*** DATASET ***

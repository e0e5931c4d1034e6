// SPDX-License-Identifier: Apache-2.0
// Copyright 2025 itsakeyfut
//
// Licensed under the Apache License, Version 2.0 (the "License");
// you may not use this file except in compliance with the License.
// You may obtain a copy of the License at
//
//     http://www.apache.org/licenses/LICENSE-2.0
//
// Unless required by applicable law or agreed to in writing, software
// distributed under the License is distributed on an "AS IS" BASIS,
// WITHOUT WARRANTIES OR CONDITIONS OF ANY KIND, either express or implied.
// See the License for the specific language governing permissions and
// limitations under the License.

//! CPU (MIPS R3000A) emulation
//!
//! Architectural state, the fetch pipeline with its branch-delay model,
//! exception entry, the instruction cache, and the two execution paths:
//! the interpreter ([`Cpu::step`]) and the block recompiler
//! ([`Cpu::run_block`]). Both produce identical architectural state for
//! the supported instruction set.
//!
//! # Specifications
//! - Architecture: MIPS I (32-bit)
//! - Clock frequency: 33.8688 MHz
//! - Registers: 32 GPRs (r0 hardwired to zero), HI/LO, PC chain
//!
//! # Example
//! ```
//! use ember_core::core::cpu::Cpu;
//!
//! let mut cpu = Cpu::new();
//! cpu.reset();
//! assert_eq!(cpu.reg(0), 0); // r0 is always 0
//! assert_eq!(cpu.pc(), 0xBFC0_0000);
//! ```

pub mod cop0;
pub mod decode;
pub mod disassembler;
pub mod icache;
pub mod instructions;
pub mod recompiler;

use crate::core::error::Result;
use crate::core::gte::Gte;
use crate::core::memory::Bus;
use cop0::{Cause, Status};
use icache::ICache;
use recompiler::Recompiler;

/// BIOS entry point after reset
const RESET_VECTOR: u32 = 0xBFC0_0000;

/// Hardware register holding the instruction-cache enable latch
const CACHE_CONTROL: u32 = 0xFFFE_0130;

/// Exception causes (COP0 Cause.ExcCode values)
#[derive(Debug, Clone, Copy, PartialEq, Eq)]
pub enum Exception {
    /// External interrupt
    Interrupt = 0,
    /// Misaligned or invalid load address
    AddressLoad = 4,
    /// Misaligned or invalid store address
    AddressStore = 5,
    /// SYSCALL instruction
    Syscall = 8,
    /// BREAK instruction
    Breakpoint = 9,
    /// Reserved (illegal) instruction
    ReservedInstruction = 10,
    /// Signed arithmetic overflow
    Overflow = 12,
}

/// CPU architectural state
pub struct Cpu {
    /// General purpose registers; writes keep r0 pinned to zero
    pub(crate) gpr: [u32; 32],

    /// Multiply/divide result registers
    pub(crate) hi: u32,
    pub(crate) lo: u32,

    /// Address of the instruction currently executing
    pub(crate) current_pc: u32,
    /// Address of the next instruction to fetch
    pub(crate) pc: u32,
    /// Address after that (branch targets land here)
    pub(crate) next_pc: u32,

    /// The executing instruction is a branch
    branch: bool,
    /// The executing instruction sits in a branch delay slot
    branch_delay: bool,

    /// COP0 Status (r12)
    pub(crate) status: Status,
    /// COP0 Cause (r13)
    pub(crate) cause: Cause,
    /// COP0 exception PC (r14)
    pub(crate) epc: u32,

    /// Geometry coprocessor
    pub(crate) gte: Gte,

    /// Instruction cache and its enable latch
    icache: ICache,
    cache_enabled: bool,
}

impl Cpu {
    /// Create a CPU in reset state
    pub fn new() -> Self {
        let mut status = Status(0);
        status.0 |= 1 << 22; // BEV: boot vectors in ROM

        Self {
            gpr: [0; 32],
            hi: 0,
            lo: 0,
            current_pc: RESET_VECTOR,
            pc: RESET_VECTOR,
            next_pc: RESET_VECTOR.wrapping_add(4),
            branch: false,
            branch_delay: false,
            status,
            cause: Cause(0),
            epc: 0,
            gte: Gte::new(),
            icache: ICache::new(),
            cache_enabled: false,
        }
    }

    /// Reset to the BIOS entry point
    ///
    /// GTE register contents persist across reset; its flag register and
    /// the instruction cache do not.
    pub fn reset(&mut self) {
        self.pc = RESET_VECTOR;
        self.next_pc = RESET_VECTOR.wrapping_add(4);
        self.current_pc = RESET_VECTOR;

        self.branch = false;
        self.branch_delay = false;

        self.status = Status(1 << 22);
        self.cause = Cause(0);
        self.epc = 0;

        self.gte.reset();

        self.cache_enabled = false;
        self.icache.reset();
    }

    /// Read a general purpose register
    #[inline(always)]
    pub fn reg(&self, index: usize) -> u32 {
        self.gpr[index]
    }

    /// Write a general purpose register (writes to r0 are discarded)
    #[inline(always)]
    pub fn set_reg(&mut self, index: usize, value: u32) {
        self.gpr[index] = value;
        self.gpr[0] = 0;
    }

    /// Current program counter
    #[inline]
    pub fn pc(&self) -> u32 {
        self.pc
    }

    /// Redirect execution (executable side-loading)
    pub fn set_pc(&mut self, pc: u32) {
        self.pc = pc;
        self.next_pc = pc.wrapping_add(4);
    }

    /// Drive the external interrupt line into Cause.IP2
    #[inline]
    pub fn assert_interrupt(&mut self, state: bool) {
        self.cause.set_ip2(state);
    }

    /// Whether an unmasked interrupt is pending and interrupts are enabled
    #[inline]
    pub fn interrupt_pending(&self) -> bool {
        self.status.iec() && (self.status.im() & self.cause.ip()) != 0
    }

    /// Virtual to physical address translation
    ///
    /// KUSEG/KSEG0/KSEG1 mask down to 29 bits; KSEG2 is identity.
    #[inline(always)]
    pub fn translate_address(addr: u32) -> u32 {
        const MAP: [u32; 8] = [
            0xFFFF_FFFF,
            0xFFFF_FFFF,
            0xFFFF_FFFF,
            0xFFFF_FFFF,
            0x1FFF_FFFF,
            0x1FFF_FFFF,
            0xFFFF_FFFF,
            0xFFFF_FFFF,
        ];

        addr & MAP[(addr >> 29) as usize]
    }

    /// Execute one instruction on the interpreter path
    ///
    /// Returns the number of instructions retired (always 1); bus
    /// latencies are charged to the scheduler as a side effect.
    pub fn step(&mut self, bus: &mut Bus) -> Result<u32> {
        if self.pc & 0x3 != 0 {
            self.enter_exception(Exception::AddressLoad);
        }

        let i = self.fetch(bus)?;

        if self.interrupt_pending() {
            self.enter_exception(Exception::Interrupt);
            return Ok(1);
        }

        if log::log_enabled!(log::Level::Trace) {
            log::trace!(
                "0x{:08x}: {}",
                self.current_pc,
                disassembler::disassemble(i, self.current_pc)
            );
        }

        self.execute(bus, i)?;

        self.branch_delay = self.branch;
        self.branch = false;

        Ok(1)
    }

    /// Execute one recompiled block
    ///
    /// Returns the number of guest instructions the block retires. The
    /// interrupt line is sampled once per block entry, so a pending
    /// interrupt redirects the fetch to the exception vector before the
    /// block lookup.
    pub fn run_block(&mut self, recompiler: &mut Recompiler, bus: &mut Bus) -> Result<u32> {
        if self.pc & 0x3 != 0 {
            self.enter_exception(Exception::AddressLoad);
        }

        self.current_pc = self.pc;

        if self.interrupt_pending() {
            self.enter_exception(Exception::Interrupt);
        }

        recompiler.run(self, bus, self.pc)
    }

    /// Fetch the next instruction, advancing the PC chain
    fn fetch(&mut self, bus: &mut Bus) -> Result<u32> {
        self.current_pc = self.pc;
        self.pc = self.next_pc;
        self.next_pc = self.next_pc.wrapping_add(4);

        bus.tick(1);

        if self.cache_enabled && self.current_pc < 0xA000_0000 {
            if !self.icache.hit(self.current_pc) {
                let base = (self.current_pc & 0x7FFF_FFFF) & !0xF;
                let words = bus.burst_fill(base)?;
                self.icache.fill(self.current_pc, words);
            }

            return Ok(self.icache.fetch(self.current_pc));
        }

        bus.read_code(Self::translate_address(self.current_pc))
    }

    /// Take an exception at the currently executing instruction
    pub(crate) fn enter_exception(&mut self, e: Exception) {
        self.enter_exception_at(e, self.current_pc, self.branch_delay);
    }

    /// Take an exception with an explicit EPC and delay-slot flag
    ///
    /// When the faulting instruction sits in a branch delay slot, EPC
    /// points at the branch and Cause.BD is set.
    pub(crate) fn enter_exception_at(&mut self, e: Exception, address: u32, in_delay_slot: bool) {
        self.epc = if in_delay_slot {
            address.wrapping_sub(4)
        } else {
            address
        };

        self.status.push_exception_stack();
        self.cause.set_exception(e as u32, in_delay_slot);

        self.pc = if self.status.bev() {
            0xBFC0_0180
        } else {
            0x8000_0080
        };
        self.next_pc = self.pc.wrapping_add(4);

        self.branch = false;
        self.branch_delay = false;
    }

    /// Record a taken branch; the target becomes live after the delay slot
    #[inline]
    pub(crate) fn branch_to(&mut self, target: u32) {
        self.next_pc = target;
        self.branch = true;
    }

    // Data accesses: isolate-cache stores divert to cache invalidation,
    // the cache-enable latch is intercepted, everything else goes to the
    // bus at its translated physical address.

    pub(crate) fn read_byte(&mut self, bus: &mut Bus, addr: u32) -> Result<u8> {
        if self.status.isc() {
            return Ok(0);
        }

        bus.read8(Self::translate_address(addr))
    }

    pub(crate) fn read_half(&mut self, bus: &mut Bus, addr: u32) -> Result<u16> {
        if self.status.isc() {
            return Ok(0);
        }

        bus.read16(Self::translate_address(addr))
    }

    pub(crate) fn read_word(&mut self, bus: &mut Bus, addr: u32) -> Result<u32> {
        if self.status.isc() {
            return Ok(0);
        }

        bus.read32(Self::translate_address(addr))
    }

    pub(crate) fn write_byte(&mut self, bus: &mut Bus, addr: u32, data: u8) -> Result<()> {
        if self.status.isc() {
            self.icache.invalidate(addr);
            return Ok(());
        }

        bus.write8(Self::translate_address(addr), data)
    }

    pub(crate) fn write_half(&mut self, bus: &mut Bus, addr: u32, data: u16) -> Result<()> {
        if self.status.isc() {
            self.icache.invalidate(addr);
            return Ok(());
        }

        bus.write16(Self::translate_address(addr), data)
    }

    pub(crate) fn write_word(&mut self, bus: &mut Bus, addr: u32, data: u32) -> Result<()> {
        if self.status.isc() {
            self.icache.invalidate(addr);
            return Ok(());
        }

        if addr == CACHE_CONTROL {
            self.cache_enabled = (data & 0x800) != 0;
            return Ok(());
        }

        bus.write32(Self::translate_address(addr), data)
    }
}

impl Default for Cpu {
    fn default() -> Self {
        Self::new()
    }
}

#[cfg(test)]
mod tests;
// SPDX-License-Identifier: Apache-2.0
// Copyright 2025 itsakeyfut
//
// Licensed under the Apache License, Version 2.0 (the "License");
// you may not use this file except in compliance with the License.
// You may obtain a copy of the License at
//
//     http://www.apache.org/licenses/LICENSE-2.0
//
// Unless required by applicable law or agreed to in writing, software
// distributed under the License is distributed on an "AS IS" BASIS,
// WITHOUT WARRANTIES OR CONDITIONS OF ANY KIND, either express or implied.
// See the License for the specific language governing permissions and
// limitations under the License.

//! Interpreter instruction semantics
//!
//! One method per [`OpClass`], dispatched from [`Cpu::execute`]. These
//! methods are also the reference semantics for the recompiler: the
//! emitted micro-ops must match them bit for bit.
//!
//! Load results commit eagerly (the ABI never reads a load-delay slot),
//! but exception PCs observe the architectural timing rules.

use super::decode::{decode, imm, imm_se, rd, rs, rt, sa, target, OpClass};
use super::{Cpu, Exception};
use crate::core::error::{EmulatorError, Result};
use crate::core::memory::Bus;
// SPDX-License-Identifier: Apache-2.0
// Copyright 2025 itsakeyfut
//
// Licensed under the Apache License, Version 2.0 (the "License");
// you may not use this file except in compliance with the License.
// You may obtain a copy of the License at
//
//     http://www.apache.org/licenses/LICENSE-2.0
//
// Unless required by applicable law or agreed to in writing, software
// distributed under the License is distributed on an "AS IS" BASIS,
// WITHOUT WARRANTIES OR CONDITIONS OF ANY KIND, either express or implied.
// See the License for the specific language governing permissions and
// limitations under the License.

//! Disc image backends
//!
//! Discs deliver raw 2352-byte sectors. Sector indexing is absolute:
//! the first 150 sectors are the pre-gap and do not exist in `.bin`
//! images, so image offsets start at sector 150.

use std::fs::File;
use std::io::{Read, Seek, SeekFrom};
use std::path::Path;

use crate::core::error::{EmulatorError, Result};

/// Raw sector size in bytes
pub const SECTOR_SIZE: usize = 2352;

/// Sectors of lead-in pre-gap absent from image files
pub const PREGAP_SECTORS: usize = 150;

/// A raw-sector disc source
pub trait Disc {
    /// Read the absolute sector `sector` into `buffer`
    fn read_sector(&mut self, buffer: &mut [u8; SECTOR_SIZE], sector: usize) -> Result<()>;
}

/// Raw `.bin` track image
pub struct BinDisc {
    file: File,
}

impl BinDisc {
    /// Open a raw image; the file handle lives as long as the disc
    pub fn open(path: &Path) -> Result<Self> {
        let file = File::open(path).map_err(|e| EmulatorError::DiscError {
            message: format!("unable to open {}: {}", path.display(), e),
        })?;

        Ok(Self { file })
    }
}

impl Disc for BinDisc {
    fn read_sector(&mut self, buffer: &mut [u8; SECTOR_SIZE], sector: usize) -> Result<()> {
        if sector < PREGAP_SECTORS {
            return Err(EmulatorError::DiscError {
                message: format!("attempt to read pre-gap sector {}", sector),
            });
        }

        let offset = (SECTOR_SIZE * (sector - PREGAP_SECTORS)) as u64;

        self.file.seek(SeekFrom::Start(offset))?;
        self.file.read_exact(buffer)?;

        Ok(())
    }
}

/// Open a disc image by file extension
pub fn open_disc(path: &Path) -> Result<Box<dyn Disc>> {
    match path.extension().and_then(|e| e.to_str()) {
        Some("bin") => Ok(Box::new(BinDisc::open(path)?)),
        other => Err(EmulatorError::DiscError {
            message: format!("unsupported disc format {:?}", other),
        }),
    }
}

*** End of DATASET ***

TASK BRIEF: Return only the number of lines in the data that hold the string "currently".

SOLUTION TO THIS EXERCISE: 2